* [Exercise goal]: In the records below, how many lines hold the word "next"? Give only the number.

* [Exercise data]:
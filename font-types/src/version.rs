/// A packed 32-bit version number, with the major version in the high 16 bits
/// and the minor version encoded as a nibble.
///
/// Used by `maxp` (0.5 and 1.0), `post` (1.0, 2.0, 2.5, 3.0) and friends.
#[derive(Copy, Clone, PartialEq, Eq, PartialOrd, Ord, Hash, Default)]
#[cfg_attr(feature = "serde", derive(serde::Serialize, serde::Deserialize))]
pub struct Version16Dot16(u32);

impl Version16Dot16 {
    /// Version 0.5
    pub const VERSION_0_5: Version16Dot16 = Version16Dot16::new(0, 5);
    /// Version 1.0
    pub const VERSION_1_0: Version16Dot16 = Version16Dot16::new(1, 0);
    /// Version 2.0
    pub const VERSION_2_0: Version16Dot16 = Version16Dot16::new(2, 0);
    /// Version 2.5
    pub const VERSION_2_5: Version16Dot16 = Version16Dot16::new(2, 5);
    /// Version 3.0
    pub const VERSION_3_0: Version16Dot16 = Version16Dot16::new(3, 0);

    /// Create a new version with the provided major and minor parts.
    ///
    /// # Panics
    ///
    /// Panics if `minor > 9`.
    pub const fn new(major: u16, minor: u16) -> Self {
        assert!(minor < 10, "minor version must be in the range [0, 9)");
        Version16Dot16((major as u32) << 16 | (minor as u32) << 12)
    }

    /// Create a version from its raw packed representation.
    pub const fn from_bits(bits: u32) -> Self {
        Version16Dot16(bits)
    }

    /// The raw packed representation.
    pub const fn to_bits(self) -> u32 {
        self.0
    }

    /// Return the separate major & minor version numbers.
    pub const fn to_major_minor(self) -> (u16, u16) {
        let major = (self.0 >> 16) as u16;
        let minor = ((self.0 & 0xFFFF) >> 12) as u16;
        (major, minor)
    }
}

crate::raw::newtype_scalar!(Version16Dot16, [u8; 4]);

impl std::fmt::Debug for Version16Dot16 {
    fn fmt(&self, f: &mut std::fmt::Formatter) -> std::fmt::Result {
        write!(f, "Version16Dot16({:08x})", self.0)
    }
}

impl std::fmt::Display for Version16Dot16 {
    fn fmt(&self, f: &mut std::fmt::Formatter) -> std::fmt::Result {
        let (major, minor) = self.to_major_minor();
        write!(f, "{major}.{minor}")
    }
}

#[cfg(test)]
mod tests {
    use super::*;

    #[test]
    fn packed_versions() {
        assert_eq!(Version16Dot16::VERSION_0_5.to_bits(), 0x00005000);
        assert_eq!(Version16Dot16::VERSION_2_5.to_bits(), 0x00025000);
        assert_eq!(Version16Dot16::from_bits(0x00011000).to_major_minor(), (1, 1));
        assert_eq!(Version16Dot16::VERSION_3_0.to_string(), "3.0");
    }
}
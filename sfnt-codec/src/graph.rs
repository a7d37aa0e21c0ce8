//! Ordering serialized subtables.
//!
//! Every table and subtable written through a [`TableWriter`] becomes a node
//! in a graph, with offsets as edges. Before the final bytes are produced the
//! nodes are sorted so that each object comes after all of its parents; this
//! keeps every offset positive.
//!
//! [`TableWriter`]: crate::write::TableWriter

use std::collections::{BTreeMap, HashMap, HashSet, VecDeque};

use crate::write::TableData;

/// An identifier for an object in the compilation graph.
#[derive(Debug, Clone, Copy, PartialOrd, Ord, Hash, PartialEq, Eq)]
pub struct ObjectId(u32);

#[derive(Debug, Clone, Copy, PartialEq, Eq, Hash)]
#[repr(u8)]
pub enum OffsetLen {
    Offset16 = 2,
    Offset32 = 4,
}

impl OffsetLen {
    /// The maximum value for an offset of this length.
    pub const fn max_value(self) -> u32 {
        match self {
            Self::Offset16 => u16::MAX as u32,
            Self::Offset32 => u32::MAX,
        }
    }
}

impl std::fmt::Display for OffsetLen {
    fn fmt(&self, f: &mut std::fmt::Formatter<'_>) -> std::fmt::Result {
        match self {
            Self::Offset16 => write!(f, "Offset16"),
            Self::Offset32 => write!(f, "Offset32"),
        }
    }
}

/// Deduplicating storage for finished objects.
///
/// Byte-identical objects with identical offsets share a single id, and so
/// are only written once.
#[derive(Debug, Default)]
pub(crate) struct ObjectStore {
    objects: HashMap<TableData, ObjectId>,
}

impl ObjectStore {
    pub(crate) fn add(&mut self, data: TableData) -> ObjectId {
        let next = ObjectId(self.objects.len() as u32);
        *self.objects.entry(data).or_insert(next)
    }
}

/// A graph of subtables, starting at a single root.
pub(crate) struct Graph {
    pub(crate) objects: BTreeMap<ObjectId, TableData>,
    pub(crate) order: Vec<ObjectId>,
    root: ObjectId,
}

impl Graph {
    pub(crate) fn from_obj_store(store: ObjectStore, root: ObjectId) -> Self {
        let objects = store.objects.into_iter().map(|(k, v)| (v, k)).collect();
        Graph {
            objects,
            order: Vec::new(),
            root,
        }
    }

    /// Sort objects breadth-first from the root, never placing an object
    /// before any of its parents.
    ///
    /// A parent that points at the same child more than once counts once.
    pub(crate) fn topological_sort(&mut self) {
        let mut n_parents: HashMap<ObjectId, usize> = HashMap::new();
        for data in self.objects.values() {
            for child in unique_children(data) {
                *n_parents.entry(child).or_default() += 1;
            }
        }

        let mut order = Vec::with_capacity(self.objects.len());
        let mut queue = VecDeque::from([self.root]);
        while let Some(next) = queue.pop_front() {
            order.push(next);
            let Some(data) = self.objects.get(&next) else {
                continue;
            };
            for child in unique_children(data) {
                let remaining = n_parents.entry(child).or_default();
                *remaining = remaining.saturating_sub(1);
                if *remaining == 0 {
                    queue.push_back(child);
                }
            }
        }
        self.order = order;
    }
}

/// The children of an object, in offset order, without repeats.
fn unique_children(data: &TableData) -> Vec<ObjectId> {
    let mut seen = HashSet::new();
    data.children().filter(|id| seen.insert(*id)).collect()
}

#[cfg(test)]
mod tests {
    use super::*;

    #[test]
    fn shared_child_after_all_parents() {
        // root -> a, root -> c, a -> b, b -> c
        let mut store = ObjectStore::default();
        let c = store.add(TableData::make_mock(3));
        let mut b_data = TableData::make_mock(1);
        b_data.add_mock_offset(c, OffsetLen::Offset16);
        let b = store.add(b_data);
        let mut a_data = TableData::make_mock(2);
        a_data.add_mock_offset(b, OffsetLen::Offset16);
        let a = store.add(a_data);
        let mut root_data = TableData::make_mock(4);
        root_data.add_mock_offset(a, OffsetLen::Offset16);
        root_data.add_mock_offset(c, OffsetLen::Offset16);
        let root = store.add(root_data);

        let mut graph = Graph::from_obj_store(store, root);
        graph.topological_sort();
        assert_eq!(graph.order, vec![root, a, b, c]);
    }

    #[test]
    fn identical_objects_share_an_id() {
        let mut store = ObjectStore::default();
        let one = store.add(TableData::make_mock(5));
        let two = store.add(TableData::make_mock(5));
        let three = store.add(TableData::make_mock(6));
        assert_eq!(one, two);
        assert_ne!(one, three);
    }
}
--
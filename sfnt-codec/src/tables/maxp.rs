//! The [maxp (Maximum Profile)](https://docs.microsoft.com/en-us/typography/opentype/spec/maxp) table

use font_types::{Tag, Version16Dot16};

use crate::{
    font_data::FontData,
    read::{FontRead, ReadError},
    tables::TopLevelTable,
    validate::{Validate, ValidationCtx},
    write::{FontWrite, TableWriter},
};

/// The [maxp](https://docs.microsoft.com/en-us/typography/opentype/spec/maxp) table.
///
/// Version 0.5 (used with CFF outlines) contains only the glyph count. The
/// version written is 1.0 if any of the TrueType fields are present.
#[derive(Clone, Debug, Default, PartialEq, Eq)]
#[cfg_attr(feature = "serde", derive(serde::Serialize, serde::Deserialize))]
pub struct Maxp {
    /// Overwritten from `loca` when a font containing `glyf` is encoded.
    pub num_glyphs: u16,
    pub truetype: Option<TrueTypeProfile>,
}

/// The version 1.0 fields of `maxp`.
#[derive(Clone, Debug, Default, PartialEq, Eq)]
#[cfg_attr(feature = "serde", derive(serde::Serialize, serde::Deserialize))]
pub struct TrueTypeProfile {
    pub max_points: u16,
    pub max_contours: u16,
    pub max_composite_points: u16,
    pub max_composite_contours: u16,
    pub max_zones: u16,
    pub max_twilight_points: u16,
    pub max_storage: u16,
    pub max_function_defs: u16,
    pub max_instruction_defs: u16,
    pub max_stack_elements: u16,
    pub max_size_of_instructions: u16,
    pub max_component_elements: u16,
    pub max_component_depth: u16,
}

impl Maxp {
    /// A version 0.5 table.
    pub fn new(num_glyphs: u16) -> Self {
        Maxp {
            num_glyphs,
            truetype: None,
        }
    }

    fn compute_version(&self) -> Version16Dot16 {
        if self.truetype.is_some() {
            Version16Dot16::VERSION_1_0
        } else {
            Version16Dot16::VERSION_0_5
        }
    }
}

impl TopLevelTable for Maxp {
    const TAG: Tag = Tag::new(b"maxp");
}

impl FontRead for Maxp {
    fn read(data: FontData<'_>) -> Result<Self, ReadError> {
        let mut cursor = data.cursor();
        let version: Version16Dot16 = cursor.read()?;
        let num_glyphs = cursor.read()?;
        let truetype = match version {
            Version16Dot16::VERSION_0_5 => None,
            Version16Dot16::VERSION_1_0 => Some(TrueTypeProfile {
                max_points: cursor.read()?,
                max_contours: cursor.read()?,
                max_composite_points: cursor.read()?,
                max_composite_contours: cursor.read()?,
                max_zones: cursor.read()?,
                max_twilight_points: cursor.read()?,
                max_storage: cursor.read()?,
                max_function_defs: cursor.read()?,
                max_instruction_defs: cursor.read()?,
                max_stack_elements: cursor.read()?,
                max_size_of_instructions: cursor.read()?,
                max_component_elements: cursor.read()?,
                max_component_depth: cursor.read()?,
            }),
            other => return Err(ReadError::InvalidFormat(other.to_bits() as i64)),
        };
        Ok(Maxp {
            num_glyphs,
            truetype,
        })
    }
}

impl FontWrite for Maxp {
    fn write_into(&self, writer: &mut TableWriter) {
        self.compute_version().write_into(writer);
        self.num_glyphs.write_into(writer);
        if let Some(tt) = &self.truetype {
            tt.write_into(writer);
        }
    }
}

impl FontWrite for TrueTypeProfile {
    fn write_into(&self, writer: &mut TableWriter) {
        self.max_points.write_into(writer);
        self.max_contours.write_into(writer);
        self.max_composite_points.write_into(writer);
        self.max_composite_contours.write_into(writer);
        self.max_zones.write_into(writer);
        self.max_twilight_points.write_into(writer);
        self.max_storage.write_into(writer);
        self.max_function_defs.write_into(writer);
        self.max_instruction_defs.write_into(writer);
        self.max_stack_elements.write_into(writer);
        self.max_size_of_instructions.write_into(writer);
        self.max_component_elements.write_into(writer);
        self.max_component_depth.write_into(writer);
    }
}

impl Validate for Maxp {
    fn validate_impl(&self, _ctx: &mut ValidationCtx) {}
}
==
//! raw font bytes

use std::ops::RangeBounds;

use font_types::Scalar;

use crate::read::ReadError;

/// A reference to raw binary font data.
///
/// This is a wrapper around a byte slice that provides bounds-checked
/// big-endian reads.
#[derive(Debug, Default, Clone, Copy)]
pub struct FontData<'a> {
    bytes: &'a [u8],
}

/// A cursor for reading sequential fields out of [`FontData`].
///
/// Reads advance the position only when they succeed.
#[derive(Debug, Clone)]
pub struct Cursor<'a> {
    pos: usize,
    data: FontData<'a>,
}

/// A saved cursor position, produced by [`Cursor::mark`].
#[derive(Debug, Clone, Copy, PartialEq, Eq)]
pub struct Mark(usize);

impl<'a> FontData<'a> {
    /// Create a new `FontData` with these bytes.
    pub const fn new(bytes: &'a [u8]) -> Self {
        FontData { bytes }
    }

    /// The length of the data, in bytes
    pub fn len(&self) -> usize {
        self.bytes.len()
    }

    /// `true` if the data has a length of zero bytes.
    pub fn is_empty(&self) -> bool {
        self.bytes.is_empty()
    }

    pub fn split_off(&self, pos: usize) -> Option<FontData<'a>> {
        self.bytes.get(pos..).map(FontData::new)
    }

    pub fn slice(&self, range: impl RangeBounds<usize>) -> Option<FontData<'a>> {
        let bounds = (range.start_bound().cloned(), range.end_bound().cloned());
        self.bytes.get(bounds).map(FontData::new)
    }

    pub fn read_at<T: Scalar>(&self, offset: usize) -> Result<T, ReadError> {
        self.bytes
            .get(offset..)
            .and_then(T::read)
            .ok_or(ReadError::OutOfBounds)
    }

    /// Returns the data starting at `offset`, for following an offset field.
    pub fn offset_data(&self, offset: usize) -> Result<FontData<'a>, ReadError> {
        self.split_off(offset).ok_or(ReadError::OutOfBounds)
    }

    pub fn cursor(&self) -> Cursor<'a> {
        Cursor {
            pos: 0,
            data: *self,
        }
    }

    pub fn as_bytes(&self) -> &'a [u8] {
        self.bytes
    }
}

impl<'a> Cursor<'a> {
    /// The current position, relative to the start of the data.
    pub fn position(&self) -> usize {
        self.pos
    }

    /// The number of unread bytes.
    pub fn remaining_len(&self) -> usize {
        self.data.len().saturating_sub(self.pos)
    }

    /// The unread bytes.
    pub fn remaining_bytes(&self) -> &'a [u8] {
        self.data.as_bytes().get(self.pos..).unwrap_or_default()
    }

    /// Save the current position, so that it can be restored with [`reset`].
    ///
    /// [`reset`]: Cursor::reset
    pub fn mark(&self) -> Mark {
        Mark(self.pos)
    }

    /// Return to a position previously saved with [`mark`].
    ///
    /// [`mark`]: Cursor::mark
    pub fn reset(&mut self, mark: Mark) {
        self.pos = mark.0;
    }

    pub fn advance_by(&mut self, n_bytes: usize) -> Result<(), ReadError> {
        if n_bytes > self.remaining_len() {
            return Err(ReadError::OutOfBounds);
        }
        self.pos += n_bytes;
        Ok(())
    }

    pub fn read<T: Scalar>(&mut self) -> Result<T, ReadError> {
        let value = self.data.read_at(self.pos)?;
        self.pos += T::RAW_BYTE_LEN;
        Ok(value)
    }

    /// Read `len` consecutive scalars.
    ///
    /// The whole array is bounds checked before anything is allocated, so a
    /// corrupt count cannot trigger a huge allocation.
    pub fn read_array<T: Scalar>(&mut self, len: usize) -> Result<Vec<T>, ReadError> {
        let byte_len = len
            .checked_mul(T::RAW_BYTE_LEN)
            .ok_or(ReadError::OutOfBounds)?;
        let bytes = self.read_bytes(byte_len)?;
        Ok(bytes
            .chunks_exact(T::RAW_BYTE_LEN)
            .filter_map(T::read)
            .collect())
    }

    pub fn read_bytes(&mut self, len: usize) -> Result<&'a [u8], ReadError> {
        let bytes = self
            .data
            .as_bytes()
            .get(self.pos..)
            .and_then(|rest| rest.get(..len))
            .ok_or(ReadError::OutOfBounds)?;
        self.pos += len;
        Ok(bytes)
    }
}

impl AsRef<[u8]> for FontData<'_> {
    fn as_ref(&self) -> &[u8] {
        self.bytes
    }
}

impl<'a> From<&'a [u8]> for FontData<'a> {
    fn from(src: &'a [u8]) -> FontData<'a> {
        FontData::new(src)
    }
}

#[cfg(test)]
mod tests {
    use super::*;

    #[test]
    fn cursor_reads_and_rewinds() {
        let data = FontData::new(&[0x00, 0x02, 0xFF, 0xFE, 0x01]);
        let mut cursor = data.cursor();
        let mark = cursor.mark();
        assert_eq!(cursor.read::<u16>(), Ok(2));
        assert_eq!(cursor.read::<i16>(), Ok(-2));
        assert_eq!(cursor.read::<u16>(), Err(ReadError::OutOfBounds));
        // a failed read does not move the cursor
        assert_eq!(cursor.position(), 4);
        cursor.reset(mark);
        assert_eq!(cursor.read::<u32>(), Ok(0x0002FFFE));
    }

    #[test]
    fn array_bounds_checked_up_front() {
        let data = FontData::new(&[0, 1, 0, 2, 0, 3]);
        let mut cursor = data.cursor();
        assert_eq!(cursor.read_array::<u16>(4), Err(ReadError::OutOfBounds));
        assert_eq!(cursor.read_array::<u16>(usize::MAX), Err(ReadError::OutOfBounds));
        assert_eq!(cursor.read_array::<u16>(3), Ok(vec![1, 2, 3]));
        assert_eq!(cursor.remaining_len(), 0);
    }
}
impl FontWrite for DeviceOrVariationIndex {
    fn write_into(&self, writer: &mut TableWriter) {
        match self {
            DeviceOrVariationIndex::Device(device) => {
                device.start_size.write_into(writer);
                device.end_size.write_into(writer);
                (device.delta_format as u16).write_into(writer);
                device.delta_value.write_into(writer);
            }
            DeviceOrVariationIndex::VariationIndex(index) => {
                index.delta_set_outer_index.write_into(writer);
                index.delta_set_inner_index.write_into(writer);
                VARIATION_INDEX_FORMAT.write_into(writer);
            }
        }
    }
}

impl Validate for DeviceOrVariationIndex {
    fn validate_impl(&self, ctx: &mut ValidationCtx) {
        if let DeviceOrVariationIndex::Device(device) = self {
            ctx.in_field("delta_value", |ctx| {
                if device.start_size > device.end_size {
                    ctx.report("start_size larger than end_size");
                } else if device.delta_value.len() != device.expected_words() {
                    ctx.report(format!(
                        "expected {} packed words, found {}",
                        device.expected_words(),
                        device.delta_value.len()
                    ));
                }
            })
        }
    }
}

* [Exercise result]: 5